* **Work instructions**
Filter the entries down to the lines containing "classify", and copy those lines.

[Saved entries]
Start of Block

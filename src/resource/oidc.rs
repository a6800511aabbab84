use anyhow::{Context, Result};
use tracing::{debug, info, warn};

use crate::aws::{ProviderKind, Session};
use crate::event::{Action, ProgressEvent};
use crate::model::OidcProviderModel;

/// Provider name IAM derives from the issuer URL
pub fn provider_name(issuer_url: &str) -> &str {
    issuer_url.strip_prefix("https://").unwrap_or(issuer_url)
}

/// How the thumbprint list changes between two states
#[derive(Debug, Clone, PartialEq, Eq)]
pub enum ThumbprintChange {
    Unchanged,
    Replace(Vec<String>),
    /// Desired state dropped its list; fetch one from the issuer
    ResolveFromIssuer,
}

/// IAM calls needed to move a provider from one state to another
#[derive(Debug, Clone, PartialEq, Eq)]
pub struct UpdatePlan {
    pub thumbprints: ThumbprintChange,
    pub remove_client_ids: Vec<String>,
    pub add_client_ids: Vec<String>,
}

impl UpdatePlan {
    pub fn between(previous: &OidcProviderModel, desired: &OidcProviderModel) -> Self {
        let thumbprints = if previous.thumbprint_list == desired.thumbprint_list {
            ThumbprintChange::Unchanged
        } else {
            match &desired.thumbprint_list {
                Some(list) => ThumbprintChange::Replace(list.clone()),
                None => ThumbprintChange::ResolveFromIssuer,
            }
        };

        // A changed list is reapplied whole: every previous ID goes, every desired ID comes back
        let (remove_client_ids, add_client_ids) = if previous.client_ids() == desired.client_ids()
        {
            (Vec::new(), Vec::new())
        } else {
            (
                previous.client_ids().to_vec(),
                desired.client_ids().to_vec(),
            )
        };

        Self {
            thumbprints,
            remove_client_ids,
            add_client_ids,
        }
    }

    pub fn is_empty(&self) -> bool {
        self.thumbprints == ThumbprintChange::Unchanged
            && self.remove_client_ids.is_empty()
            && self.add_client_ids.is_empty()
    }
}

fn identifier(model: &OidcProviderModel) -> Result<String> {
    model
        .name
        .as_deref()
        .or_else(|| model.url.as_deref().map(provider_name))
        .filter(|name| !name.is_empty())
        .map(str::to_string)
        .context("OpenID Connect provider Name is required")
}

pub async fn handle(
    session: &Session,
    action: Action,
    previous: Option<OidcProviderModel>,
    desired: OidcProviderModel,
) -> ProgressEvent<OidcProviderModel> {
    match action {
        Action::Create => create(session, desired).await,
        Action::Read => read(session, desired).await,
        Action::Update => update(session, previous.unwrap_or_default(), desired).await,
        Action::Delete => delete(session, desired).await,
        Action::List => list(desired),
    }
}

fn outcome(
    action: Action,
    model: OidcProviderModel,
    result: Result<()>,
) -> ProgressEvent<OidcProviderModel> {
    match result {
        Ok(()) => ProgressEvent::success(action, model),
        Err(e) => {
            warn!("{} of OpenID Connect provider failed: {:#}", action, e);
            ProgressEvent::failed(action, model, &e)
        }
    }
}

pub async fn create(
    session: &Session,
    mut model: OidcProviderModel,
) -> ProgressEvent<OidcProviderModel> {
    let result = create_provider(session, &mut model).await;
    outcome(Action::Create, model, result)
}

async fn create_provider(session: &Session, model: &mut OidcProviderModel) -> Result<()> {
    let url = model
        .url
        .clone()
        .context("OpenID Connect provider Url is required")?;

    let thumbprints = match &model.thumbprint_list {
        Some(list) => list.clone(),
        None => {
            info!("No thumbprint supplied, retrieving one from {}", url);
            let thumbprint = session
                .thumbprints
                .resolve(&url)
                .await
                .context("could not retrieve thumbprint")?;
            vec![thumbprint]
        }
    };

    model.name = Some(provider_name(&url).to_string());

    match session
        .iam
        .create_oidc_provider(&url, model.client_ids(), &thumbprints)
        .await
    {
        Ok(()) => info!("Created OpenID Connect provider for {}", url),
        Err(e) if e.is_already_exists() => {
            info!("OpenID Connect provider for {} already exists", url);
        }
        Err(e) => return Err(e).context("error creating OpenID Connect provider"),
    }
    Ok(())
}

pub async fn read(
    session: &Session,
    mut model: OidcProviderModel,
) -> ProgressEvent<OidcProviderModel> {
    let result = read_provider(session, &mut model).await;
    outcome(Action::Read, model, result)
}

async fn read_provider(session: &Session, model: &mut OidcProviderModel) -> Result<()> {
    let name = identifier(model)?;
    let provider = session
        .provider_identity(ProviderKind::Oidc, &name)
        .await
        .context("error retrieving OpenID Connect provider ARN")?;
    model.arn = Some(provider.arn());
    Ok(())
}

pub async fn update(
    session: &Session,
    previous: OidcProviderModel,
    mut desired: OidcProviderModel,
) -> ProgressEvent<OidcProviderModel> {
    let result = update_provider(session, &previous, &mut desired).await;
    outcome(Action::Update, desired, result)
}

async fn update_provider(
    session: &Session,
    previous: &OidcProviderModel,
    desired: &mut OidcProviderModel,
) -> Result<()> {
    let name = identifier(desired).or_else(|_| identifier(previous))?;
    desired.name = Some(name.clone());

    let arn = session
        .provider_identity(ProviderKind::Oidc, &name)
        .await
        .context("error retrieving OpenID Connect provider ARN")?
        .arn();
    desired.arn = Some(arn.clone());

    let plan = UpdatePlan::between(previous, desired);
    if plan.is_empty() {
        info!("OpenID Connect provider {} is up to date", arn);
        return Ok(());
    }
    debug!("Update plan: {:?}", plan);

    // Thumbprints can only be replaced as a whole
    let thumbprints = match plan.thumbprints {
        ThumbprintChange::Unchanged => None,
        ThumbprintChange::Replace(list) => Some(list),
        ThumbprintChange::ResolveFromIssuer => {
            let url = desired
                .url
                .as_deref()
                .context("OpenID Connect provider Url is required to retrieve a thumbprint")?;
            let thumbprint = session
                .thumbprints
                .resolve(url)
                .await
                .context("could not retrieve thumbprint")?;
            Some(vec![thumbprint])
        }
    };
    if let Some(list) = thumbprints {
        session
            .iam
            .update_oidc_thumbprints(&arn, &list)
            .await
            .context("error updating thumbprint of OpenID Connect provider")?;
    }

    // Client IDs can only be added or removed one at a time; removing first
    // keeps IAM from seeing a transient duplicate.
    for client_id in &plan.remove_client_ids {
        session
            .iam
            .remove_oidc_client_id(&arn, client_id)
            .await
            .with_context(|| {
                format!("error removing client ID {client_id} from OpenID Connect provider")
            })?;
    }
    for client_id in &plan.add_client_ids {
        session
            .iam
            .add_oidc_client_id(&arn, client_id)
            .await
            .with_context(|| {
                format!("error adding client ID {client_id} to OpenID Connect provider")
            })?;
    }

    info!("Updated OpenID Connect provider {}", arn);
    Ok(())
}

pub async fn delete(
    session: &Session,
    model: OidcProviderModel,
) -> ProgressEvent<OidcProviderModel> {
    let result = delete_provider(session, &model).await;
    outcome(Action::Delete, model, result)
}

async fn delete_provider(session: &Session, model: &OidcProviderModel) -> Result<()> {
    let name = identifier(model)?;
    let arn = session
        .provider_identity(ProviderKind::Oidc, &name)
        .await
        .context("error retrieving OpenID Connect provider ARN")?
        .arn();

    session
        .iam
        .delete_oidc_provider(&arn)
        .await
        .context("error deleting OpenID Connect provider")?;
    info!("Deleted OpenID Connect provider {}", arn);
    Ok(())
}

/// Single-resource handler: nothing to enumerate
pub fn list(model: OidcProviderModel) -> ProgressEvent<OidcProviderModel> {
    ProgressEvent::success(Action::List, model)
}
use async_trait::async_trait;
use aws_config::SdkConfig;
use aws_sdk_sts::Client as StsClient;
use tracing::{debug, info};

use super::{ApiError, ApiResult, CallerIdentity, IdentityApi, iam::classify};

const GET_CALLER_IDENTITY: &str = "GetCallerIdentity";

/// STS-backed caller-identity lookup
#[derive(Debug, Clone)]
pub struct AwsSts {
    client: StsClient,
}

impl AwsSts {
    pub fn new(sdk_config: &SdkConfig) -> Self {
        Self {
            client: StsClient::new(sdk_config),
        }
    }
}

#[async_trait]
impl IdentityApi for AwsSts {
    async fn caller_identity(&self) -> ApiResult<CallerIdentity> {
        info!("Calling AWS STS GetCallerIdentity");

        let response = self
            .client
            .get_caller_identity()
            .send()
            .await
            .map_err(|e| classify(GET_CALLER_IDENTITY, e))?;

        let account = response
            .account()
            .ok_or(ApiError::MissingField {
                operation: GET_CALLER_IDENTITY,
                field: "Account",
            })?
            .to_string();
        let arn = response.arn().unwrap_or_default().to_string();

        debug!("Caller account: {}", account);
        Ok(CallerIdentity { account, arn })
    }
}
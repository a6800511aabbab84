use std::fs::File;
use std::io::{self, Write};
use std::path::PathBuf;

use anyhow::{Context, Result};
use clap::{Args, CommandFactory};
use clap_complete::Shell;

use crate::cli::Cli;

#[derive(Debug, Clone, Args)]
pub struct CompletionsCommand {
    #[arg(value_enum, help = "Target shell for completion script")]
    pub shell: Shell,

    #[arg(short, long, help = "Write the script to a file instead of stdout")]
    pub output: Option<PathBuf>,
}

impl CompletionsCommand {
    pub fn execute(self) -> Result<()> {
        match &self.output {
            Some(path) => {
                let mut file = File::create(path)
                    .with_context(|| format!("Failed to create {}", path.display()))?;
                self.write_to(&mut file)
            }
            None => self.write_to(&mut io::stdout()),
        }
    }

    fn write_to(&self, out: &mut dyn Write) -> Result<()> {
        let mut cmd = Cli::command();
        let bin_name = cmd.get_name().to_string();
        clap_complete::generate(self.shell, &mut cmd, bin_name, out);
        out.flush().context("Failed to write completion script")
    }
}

End of Block

* **Answer section**
use super::{ApiError, ApiResult, CallerIdentity, IdentityApi, iam::classify};
            .map_err(|e| classify(GET_CALLER_IDENTITY, e))?;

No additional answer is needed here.